On remand from the U.S. Supreme Court’s opinion in Hughes v. Nw. Univ., 211 L. Ed. 2d 558, 142 S. Ct. 737 (2022), the Seventh Circuit in Hughes v. Nw. Univ., No. 18-2569, __F.4th__, 2023 WL 2607921 (7th Cir. Mar. 23, 2023), reconsidered the Plaintiffs’ allegations that Northwestern University, as fiduciary of the Northwestern University Retirement Plan and the Northwestern University Voluntary Savings Plan (the “Plans”), breached its duty of prudence under ERISA. Specifically, the court reconsidered three claims that Northwestern: “(1) failed to monitor and incurred excessive recordkeeping fees, (2) failed to swap out retail shares for cheaper but otherwise identical institutional shares, and (3) retained duplicative funds. The court concluded that the first two claims were sufficiently pled to survive a motion to dismiss and may proceed; the third claim remains dismissed. For the other claims and issues not before the court, the court reinstated its prior judgment in Divane v. Northwestern University, 953 F.3d 980 (7th Cir. 2020).

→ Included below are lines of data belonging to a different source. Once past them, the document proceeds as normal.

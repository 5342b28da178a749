//! Flat, path-keyed group/variable tree.
//!
//! Every node lives in one table keyed by its absolute path, so mutating a
//! node never requires walking a parent/child object graph. Parent/child
//! relationships are derived from the paths themselves.

use serde::{Deserialize, Serialize};
use std::collections::BTreeMap;

use crate::error::{TreeError, TreeResult};
use crate::path::{self, ROOT};
use crate::types::DataType;
use crate::value::{AttributeStore, AttributeValue};

/// Group-specific data: the dimensions declared in this group.
#[derive(Debug, Clone, Default, PartialEq, Serialize, Deserialize)]
pub struct GroupData {
    #[serde(default)]
    pub dimensions: BTreeMap<String, usize>,
}

/// Variable-specific data.
#[derive(Debug, Clone, PartialEq, Serialize, Deserialize)]
pub struct VariableData {
    /// Ordered dimension names (basenames, resolved through enclosing groups)
    #[serde(default)]
    pub dimensions: Vec<String>,
    pub dtype: DataType,
    /// Row-major values, or empty when no values have been written
    #[serde(default)]
    pub values: Vec<f64>,
}

impl VariableData {
    pub fn rank(&self) -> usize {
        self.dimensions.len()
    }
}

#[derive(Debug, Clone, PartialEq, Serialize, Deserialize)]
#[serde(rename_all = "lowercase")]
pub enum NodeKind {
    Group(GroupData),
    Variable(VariableData),
}

/// A group or variable with its attributes.
#[derive(Debug, Clone, PartialEq, Serialize, Deserialize)]
pub struct Node {
    #[serde(default)]
    pub attributes: BTreeMap<String, AttributeValue>,
    pub kind: NodeKind,
}

impl Node {
    fn group() -> Self {
        Self {
            attributes: BTreeMap::new(),
            kind: NodeKind::Group(GroupData::default()),
        }
    }

    pub fn is_group(&self) -> bool {
        matches!(self.kind, NodeKind::Group(_))
    }

    pub fn is_variable(&self) -> bool {
        matches!(self.kind, NodeKind::Variable(_))
    }

    pub fn as_variable(&self) -> Option<&VariableData> {
        match &self.kind {
            NodeKind::Variable(data) => Some(data),
            NodeKind::Group(_) => None,
        }
    }

    pub fn as_group(&self) -> Option<&GroupData> {
        match &self.kind {
            NodeKind::Group(data) => Some(data),
            NodeKind::Variable(_) => None,
        }
    }
}

impl AttributeStore for Node {
    fn attributes(&self) -> &BTreeMap<String, AttributeValue> {
        &self.attributes
    }

    fn attributes_mut(&mut self) -> &mut BTreeMap<String, AttributeValue> {
        &mut self.attributes
    }
}

/// An in-memory hierarchical dataset.
#[derive(Debug, Clone, PartialEq, Serialize, Deserialize)]
pub struct Tree {
    nodes: BTreeMap<String, Node>,
}

impl Default for Tree {
    fn default() -> Self {
        Self::new()
    }
}

impl Tree {
    /// Create a tree holding only the root group.
    pub fn new() -> Self {
        let mut nodes = BTreeMap::new();
        nodes.insert(ROOT.to_string(), Node::group());
        Self { nodes }
    }

    /// Check the structural invariants of a tree built from an external source.
    pub fn validate(&self) -> TreeResult<()> {
        match self.nodes.get(ROOT) {
            Some(node) if node.is_group() => {}
            _ => return Err(TreeError::MissingNode(ROOT.to_string())),
        }

        for (node_path, node) in &self.nodes {
            path::validate(node_path)?;
            if node_path == ROOT {
                continue;
            }
            self.require_group(path::parent(node_path))?;

            if let NodeKind::Variable(data) = &node.kind {
                let shape = self.resolve_shape(node_path, &data.dimensions)?;
                check_values(node_path, &shape, data.values.len())?;
            }
        }
        Ok(())
    }

    // =========================================================================
    // Construction
    // =========================================================================

    /// Add an empty group. The parent group must already exist.
    pub fn add_group(&mut self, group_path: &str) -> TreeResult<()> {
        path::validate(group_path)?;
        if self.nodes.contains_key(group_path) {
            return Err(TreeError::DuplicatePath(group_path.to_string()));
        }
        self.require_group(path::parent(group_path))?;
        self.nodes.insert(group_path.to_string(), Node::group());
        Ok(())
    }

    /// Declare a dimension in a group, replacing any previous length.
    pub fn add_dimension(&mut self, group_path: &str, name: &str, len: usize) -> TreeResult<()> {
        match self.nodes.get_mut(group_path).map(|node| &mut node.kind) {
            Some(NodeKind::Group(data)) => {
                data.dimensions.insert(name.to_string(), len);
                Ok(())
            }
            Some(NodeKind::Variable(_)) => Err(TreeError::WrongNodeKind {
                path: group_path.to_string(),
                expected: "group",
            }),
            None => Err(TreeError::MissingNode(group_path.to_string())),
        }
    }

    /// Add a variable over dimensions declared in its group or an ancestor.
    ///
    /// `values` may be empty (attribute-only variable) or must fill the shape.
    pub fn add_variable(
        &mut self,
        variable_path: &str,
        dimensions: &[&str],
        dtype: DataType,
        values: Vec<f64>,
    ) -> TreeResult<()> {
        path::validate(variable_path)?;
        if variable_path == ROOT || self.nodes.contains_key(variable_path) {
            return Err(TreeError::DuplicatePath(variable_path.to_string()));
        }
        self.require_group(path::parent(variable_path))?;

        let dimensions: Vec<String> = dimensions.iter().map(|d| d.to_string()).collect();
        let shape = self.resolve_shape(variable_path, &dimensions)?;
        check_values(variable_path, &shape, values.len())?;

        self.nodes.insert(
            variable_path.to_string(),
            Node {
                attributes: BTreeMap::new(),
                kind: NodeKind::Variable(VariableData {
                    dimensions,
                    dtype,
                    values,
                }),
            },
        );
        Ok(())
    }

    // =========================================================================
    // Lookup
    // =========================================================================

    pub fn contains(&self, node_path: &str) -> bool {
        self.nodes.contains_key(node_path)
    }

    pub fn node(&self, node_path: &str) -> Option<&Node> {
        self.nodes.get(node_path)
    }

    pub fn node_mut(&mut self, node_path: &str) -> Option<&mut Node> {
        self.nodes.get_mut(node_path)
    }

    /// The root group, which holds the global attributes.
    pub fn root(&self) -> &Node {
        // The root is created in `new` and never removed.
        &self.nodes[ROOT]
    }

    pub fn root_mut(&mut self) -> &mut Node {
        self.nodes
            .entry(ROOT.to_string())
            .or_insert_with(Node::group)
    }

    pub fn is_group(&self, node_path: &str) -> bool {
        self.nodes.get(node_path).is_some_and(Node::is_group)
    }

    pub fn is_variable(&self, node_path: &str) -> bool {
        self.nodes.get(node_path).is_some_and(Node::is_variable)
    }

    pub fn variable(&self, variable_path: &str) -> Option<&VariableData> {
        self.nodes.get(variable_path).and_then(Node::as_variable)
    }

    /// All group paths, root first.
    pub fn group_paths(&self) -> impl Iterator<Item = &str> {
        self.nodes
            .iter()
            .filter(|(_, node)| node.is_group())
            .map(|(node_path, _)| node_path.as_str())
    }

    /// All variable paths in path order.
    pub fn variable_paths(&self) -> impl Iterator<Item = &str> {
        self.nodes
            .iter()
            .filter(|(_, node)| node.is_variable())
            .map(|(node_path, _)| node_path.as_str())
    }

    /// Direct child groups of a group.
    pub fn child_groups(&self, group_path: &str) -> Vec<&str> {
        self.children(group_path, Node::is_group)
    }

    /// Direct child variables of a group.
    pub fn child_variables(&self, group_path: &str) -> Vec<&str> {
        self.children(group_path, Node::is_variable)
    }

    fn children(&self, group_path: &str, keep: fn(&Node) -> bool) -> Vec<&str> {
        self.nodes
            .iter()
            .filter(|(node_path, node)| {
                node_path.as_str() != ROOT && path::parent(node_path) == group_path && keep(node)
            })
            .map(|(node_path, _)| node_path.as_str())
            .collect()
    }

    // =========================================================================
    // Dimensions
    // =========================================================================

    /// Dimensions declared directly in a group.
    pub fn declared_dimensions(&self, group_path: &str) -> Option<&BTreeMap<String, usize>> {
        self.nodes
            .get(group_path)
            .and_then(Node::as_group)
            .map(|data| &data.dimensions)
    }

    /// The group that declares a dimension visible from `group_path`,
    /// searching the group and then its ancestors.
    pub fn dimension_owner<'a>(&self, group_path: &'a str, name: &str) -> Option<&'a str> {
        path::ancestors(group_path).into_iter().find(|candidate| {
            self.declared_dimensions(candidate)
                .is_some_and(|dims| dims.contains_key(name))
        })
    }

    /// Length of a dimension visible from `group_path`.
    pub fn dimension_len(&self, group_path: &str, name: &str) -> Option<usize> {
        let owner = self.dimension_owner(group_path, name)?;
        self.declared_dimensions(owner)?.get(name).copied()
    }

    /// The dimension names used by a group, as the union of its direct
    /// variables' dimensions in first-seen order.
    pub fn group_dimension_names(&self, group_path: &str) -> Vec<String> {
        let mut names: Vec<String> = Vec::new();
        for variable_path in self.child_variables(group_path) {
            if let Some(data) = self.variable(variable_path) {
                for dimension in &data.dimensions {
                    if !names.contains(dimension) {
                        names.push(dimension.clone());
                    }
                }
            }
        }
        names
    }

    /// Absolute paths of a variable's dimensions, in order.
    ///
    /// A dimension's path is the declaring group joined with its name.
    pub fn dimension_paths(&self, variable_path: &str) -> Vec<String> {
        let group_path = path::parent(variable_path);
        self.variable(variable_path)
            .map(|data| {
                data.dimensions
                    .iter()
                    .map(|name| {
                        let owner = self.dimension_owner(group_path, name).unwrap_or(group_path);
                        path::join(owner, name)
                    })
                    .collect()
            })
            .unwrap_or_default()
    }

    /// Shape of a variable from its dimension lengths.
    pub fn variable_shape(&self, variable_path: &str) -> TreeResult<Vec<usize>> {
        let data = self
            .variable(variable_path)
            .ok_or_else(|| TreeError::MissingNode(variable_path.to_string()))?;
        self.resolve_shape(variable_path, &data.dimensions)
    }

    /// Rename one positional dimension of a variable.
    ///
    /// When the new name is not yet visible from the variable's group it is
    /// declared there with the length of the dimension it replaces.
    pub fn rename_variable_dimension(
        &mut self,
        variable_path: &str,
        index: usize,
        new_name: &str,
    ) -> TreeResult<()> {
        let group_path = path::parent(variable_path).to_string();
        let current = self
            .variable(variable_path)
            .and_then(|data| data.dimensions.get(index))
            .cloned()
            .ok_or_else(|| TreeError::MissingNode(format!("{}[{}]", variable_path, index)))?;

        if current == new_name {
            return Ok(());
        }

        if self.dimension_owner(&group_path, new_name).is_none() {
            let len = self.dimension_len(&group_path, &current).ok_or_else(|| {
                TreeError::UndeclaredDimension {
                    variable: variable_path.to_string(),
                    dimension: current.clone(),
                }
            })?;
            self.add_dimension(&group_path, new_name, len)?;
        }

        if let Some(NodeKind::Variable(data)) =
            self.nodes.get_mut(variable_path).map(|node| &mut node.kind)
        {
            data.dimensions[index] = new_name.to_string();
        }
        Ok(())
    }

    /// Remove a dimension declared in `group_path` when no variable uses it.
    ///
    /// Returns whether the dimension was removed.
    pub fn remove_unused_dimension(&mut self, group_path: &str, name: &str) -> bool {
        let dimension_path = path::join(group_path, name);
        let in_use = self
            .variable_paths()
            .any(|variable_path| self.dimension_paths(variable_path).contains(&dimension_path));
        if in_use {
            return false;
        }

        match self.nodes.get_mut(group_path).map(|node| &mut node.kind) {
            Some(NodeKind::Group(data)) => data.dimensions.remove(name).is_some(),
            _ => false,
        }
    }

    /// Replace a variable's values and data type.
    pub fn set_variable_values(
        &mut self,
        variable_path: &str,
        dtype: DataType,
        values: Vec<f64>,
    ) -> TreeResult<()> {
        let shape = self.variable_shape(variable_path)?;
        check_values(variable_path, &shape, values.len())?;

        if let Some(NodeKind::Variable(data)) =
            self.nodes.get_mut(variable_path).map(|node| &mut node.kind)
        {
            data.dtype = dtype;
            data.values = values;
        }
        Ok(())
    }

    // =========================================================================
    // Internal helpers
    // =========================================================================

    fn require_group(&self, group_path: &str) -> TreeResult<()> {
        match self.nodes.get(group_path) {
            Some(node) if node.is_group() => Ok(()),
            Some(_) => Err(TreeError::WrongNodeKind {
                path: group_path.to_string(),
                expected: "group",
            }),
            None => Err(TreeError::MissingNode(group_path.to_string())),
        }
    }

    fn resolve_shape(&self, variable_path: &str, dimensions: &[String]) -> TreeResult<Vec<usize>> {
        let group_path = path::parent(variable_path);
        dimensions
            .iter()
            .map(|name| {
                self.dimension_len(group_path, name)
                    .ok_or_else(|| TreeError::UndeclaredDimension {
                        variable: variable_path.to_string(),
                        dimension: name.clone(),
                    })
            })
            .collect()
    }
}

fn check_values(variable_path: &str, shape: &[usize], actual: usize) -> TreeResult<()> {
    let expected: usize = shape.iter().product();
    if actual != 0 && actual != expected {
        return Err(TreeError::ShapeMismatch {
            path: variable_path.to_string(),
            expected,
            actual,
        });
    }
    Ok(())
}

On the first reconsidered claim, Count III of the First Amended Complaint, Plaintiffs alleged that Northwestern incurred unreasonable recordkeeping fees by failing to monitor and control those expenses. According to Plaintiffs, Northwestern should have solicited bids from competing providers, negotiated with existing recordkeepers, and consolidated to a single recordkeeper rather than having two (TIAA and Fidelity). The court previously affirmed the dismissal of Count III because it found that ERISA does not require a flat-fee structure, Northwestern explained that it retained TIAA as a separate recordkeeper in order to continue offering its product, and plan participants could select low-cost funds available in the Plans. The Supreme Court’s decision in Hughes forecloses the third reason. The Seventh Circuit reaffirmed that a fiduciary need not constantly solicit quotes for recordkeeping to comply with their duty of prudence but a fiduciary who fails to monitor the reasonableness of plan fees and fails to take action to mitigate excessive fees may violate the duty of prudence. Here, Plaintiffs allege that “recordkeeping services are fungible and that the market for them is highly competitive. Plaintiffs also contend that $35 per participant was a reasonable recordkeeping fee based on the services provided by existing recordkeepers and the Plans’ features.” Plaintiffs provide examples of other university plans that reduced recordkeeping by soliciting competitive bids, consolidating to a single recordkeeper, and negotiating rebates. Under the “context-specific” pleading standard applied to this claim, the court found that these factual averments are enough to plausibly allege that Northwestern violated its duty of prudence by incurring unreasonable recordkeeping fees.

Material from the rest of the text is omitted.